I laughed. "Not many touching stories to go around when you don't have a mom."

"Ah." He clicked his tongue, offering no sympathy.

"What do you do?" I asked, "Besides being a hellion and getting on your brother's nerves?"

"I love how well you've gotten to know me in an hour," he whipped the cake mix. "And getting on my brother's nerves is my birthright. I'm the only man he wouldn't kill."

I shrugged. "I'm not hearing a real hobby, Ronan."

"I party."

"Still not a hobby."

"You sound like my sister," he scrunched his nose. "And I don't willingly consider hot girls my sisters."

"I'm hot?" I raised an eyebrow. "Because I do remember you saying about five minutes ago that I look like a grandmother when I get too protective of my recipes."

"Only when you get too protective of your recipes." He smirked.

"Too old for you, Ron."

"Four years," he mused nonchalantly, passing the cake mix to me. "Besides, I like old."

"You're barely an adult," I chuckled.

"Hey! I'm twenty-one."

"Not with the way you're whining, you're not." I laughed. "And making an extremely sweet cake just to see your brother's reaction? Not very mature."

"Remember what I told you?" He grinned. "Birthright."

Ronan was much more easygoing and better company than his older brother, especially to talk to. He didn't glare. He didn't grunt. He didn't give murderous glances.

As if proving the saying "think of the devil and the devil appears," I had just been thinking of Alex, and he appeared, leaning against the kitchen entrance. "What's going on here?" he mused, his eyes flickering between his brother and me.
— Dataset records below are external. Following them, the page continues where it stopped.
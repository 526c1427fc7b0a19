//! Clap derive structures for the `postdesk` CLI.
//!
//! Defines the complete command tree, global flags, and shared types.

use clap::{Args, Parser, Subcommand, ValueEnum};

// ── Top-Level CLI ────────────────────────────────────────────────────

/// postdesk -- manage a blog from the command line
#[derive(Debug, Parser)]
#[command(
    name = "postdesk",
    version,
    about = "Manage blog posts and comments from the command line",
    long_about = "A command-line dashboard for the blog REST API.\n\n\
        Logs in with email + password, keeps the session between runs, and\n\
        refreshes expired access tokens transparently.",
    propagate_version = true,
    subcommand_required = true,
    arg_required_else_help = true
)]
pub struct Cli {
    #[command(flatten)]
    pub global: GlobalOpts,

    #[command(subcommand)]
    pub command: Command,
}

// ── Global Options ───────────────────────────────────────────────────

#[derive(Debug, Args)]
pub struct GlobalOpts {
    /// Profile to use
    #[arg(long, short = 'p', env = "POSTDESK_PROFILE", global = true)]
    pub profile: Option<String>,

    /// API base URL (overrides profile)
    #[arg(long, short = 'u', env = "POSTDESK_API_BASE_URL", global = true)]
    pub api_url: Option<String>,

    /// Output format
    #[arg(
        long,
        short = 'o',
        env = "POSTDESK_OUTPUT",
        default_value = "table",
        global = true
    )]
    pub output: OutputFormat,

    /// When to use color output
    #[arg(long, default_value = "auto", global = true)]
    pub color: ColorMode,

    /// Increase verbosity (-v, -vv, -vvv)
    #[arg(long, short = 'v', action = clap::ArgAction::Count, global = true)]
    pub verbose: u8,

    /// Suppress non-error output
    #[arg(long, short = 'q', global = true)]
    pub quiet: bool,

    /// Skip confirmation prompts
    #[arg(long, short = 'y', global = true)]
    pub yes: bool,

    /// Accept invalid TLS certificates
    #[arg(long, short = 'k', env = "POSTDESK_INSECURE", global = true)]
    pub insecure: bool,

    /// Request timeout in seconds (overrides profile)
    #[arg(long, env = "POSTDESK_TIMEOUT", global = true)]
    pub timeout: Option<u64>,
}

// ── Output & Color Enums ─────────────────────────────────────────────

#[derive(Debug, Clone, ValueEnum)]
pub enum OutputFormat {
    /// Pretty table (default, interactive)
    Table,
    /// Pretty-printed JSON
    Json,
    /// Compact single-line JSON
    JsonCompact,
    /// YAML
    Yaml,
    /// Plain text, one value per line (scripting)
    Plain,
}

#[derive(Debug, Clone, ValueEnum)]
pub enum ColorMode {
    /// Auto-detect (color if terminal is interactive)
    Auto,
    /// Always emit color codes
    Always,
    /// Never emit color codes
    Never,
}

// ── Top-Level Command Enum ───────────────────────────────────────────

#[derive(Debug, Subcommand)]
pub enum Command {
    /// Log in with email and password
    Login(LoginArgs),

    /// End the session and forget stored tokens
    Logout,

    /// Show the logged-in user
    Whoami,

    /// Manage posts
    #[command(alias = "post")]
    Posts(PostsArgs),

    /// Manage comments
    #[command(alias = "comment")]
    Comments(CommentsArgs),

    /// Read the public portal (no login needed)
    Portal(PortalArgs),

    /// View and change UI preferences
    Prefs(PrefsArgs),

    /// Manage CLI configuration and profiles
    Config(ConfigArgs),

    /// Generate shell completions
    Completions(CompletionsArgs),
}

// ━━━━━━━━━━━━━━━━━━━━━━━━━━━━━━━━━━━━━━━━━━━━━━━━━━━━━━━━━━━━━━━━━━
//  AUTH
// ━━━━━━━━━━━━━━━━━━━━━━━━━━━━━━━━━━━━━━━━━━━━━━━━━━━━━━━━━━━━━━━━━━

#[derive(Debug, Args)]
pub struct LoginArgs {
    /// Login email (defaults to the profile's email)
    #[arg(long, short = 'e')]
    pub email: Option<String>,
}

// ━━━━━━━━━━━━━━━━━━━━━━━━━━━━━━━━━━━━━━━━━━━━━━━━━━━━━━━━━━━━━━━━━━
//  POSTS
// ━━━━━━━━━━━━━━━━━━━━━━━━━━━━━━━━━━━━━━━━━━━━━━━━━━━━━━━━━━━━━━━━━━

#[derive(Debug, Args)]
pub struct PostsArgs {
    #[command(subcommand)]
    pub command: PostsCommand,
}

#[derive(Debug, Clone, Copy, ValueEnum)]
pub enum StatusArg {
    All,
    Published,
    Draft,
}

#[derive(Debug, Subcommand)]
pub enum PostsCommand {
    /// List one page of posts
    #[command(alias = "ls")]
    List {
        /// Page number (100 posts per page)
        #[arg(long, default_value = "1")]
        page: u32,

        /// Only rows whose title contains this text (case-insensitive)
        #[arg(long, short = 's')]
        search: Option<String>,

        /// Only published or draft rows
        #[arg(long, default_value = "all")]
        status: StatusArg,
    },

    /// Show a post with its comments
    Get {
        /// Post ID
        id: i64,
    },

    /// Create a post
    Create {
        #[arg(long, short = 't')]
        title: String,

        #[arg(long, short = 'c')]
        content: String,

        /// Publish immediately
        #[arg(long)]
        publish: bool,
    },

    /// Update fields of a post
    Update {
        /// Post ID
        id: i64,

        #[arg(long, short = 't')]
        title: Option<String>,

        #[arg(long, short = 'c')]
        content: Option<String>,

        /// Mark as published
        #[arg(long, conflicts_with = "draft")]
        publish: bool,

        /// Mark as draft
        #[arg(long)]
        draft: bool,
    },

    /// Replace every field of a post
    Replace {
        /// Post ID
        id: i64,

        #[arg(long, short = 't')]
        title: String,

        #[arg(long, short = 'c')]
        content: String,

        /// Published after the replace (draft otherwise)
        #[arg(long)]
        publish: bool,
    },

    /// Delete a post
    #[command(alias = "rm")]
    Delete {
        /// Post ID
        id: i64,
    },
}

// ━━━━━━━━━━━━━━━━━━━━━━━━━━━━━━━━━━━━━━━━━━━━━━━━━━━━━━━━━━━━━━━━━━
//  COMMENTS
// ━━━━━━━━━━━━━━━━━━━━━━━━━━━━━━━━━━━━━━━━━━━━━━━━━━━━━━━━━━━━━━━━━━

#[derive(Debug, Args)]
pub struct CommentsArgs {
    #[command(subcommand)]
    pub command: CommentsCommand,
}

#[derive(Debug, Subcommand)]
pub enum CommentsCommand {
    /// List one page of comments
    #[command(alias = "ls")]
    List {
        #[arg(long, default_value = "1")]
        page: u32,
    },

    /// Show one comment
    Get {
        /// Comment ID
        id: i64,
    },

    /// Comment on a post
    Create {
        /// Post ID
        #[arg(long)]
        post: i64,

        #[arg(long, short = 'c')]
        content: String,
    },

    /// Delete a comment
    #[command(alias = "rm")]
    Delete {
        /// Comment ID
        id: i64,
    },
}

// ━━━━━━━━━━━━━━━━━━━━━━━━━━━━━━━━━━━━━━━━━━━━━━━━━━━━━━━━━━━━━━━━━━
//  PORTAL
// ━━━━━━━━━━━━━━━━━━━━━━━━━━━━━━━━━━━━━━━━━━━━━━━━━━━━━━━━━━━━━━━━━━

#[derive(Debug, Args)]
pub struct PortalArgs {
    #[command(subcommand)]
    pub command: PortalCommand,
}

#[derive(Debug, Subcommand)]
pub enum PortalCommand {
    /// List published posts
    #[command(alias = "ls")]
    List {
        #[arg(long, default_value = "1")]
        page: u32,
    },

    /// Read a published post
    Get {
        /// Post ID
        id: i64,
    },
}

// ━━━━━━━━━━━━━━━━━━━━━━━━━━━━━━━━━━━━━━━━━━━━━━━━━━━━━━━━━━━━━━━━━━
//  PREFS
// ━━━━━━━━━━━━━━━━━━━━━━━━━━━━━━━━━━━━━━━━━━━━━━━━━━━━━━━━━━━━━━━━━━

#[derive(Debug, Args)]
pub struct PrefsArgs {
    #[command(subcommand)]
    pub command: PrefsCommand,
}

#[derive(Debug, Clone, Copy, ValueEnum)]
pub enum ThemeArg {
    Light,
    Dark,
}

#[derive(Debug, Clone, Copy, ValueEnum)]
pub enum SidebarArg {
    Collapsed,
    Expanded,
}

#[derive(Debug, Subcommand)]
pub enum PrefsCommand {
    /// Show theme and sidebar state
    Show,

    /// Set the colour theme
    Theme { theme: ThemeArg },

    /// Switch between light and dark
    ToggleTheme,

    /// Set the sidebar state, or toggle it when omitted
    Sidebar { state: Option<SidebarArg> },
}

// ━━━━━━━━━━━━━━━━━━━━━━━━━━━━━━━━━━━━━━━━━━━━━━━━━━━━━━━━━━━━━━━━━━
//  CONFIG
// ━━━━━━━━━━━━━━━━━━━━━━━━━━━━━━━━━━━━━━━━━━━━━━━━━━━━━━━━━━━━━━━━━━

#[derive(Debug, Args)]
pub struct ConfigArgs {
    #[command(subcommand)]
    pub command: ConfigCommand,
}

#[derive(Debug, Subcommand)]
pub enum ConfigCommand {
    /// Create initial config file with guided setup
    Init,

    /// Display current configuration
    Show,

    /// Set a value on the active profile
    Set {
        /// Profile key (api_base_url, email, insecure, timeout, ca_cert)
        key: String,

        /// Value to set
        value: String,
    },

    /// List configured profiles
    Profiles,

    /// Set the default profile
    Use {
        /// Profile name to set as default
        name: String,
    },

    /// Store the login password in the system keyring
    SetPassword {
        /// Profile name
        #[arg(long)]
        profile: Option<String>,
    },
}

// ━━━━━━━━━━━━━━━━━━━━━━━━━━━━━━━━━━━━━━━━━━━━━━━━━━━━━━━━━━━━━━━━━━
//  COMPLETIONS
// ━━━━━━━━━━━━━━━━━━━━━━━━━━━━━━━━━━━━━━━━━━━━━━━━━━━━━━━━━━━━━━━━━━

#[derive(Debug, Args)]
pub struct CompletionsArgs {
    /// Shell to generate completions for
    pub shell: clap_complete::Shell,
}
I opened my mouth to answer, but no words came out as I took in his rolled-up white shirt and those hands. They were going to be the death of me. Flashbacks of the morning flooded back, and I gulped.

"Mia's spending time with her favorite Whitlock," Ronan replied, a smug smile challenging his brother.

One of Alex's eyebrows rose, his eyes meeting mine. "Is that so?"

"No," I leaned forward on the counter. "My favorite Whitlock happens to be Sofia. Your mom's so pretty."

"Do you play for the other team, Mia?" Ronan asked seriously. "Did I spend all this time flirting with you for nothing?"

"Flirting?" Alex's ears perked, and he walked in. "You were flirting with her?"

"Healthy flirting. Unserious flirting," Ronan chuckled nervously, tossing the cake batter into the preheated oven. "You remember that thing I told you about how I wouldn't be killed?" He whispered to me, "I'm beginning to doubt that."

I rolled my eyes at his dramatics.

"I—I should go call Aurora. She went to lunch and isn't back yet." Still nervously smiling, Ronan strode off, leaving me alone with his older brother.

I shook my head and laughed before setting the oven timer, ignoring Alex, who had walked closer.

"So?" he asked.

"So?" I repeated dumbly, gathering the ingredients from the counter and putting them away.

"Were you flirting with my brother, cupcake?"

"More like he was flirting with me," I chuckled.

"And?"

"And?" I glared at Alex—a look that had zero effect on him. One of his hands grabbed the counter near me, blocking my path, and forcing me to stop. His other hand wrapped around the back of my neck, pulling me closer.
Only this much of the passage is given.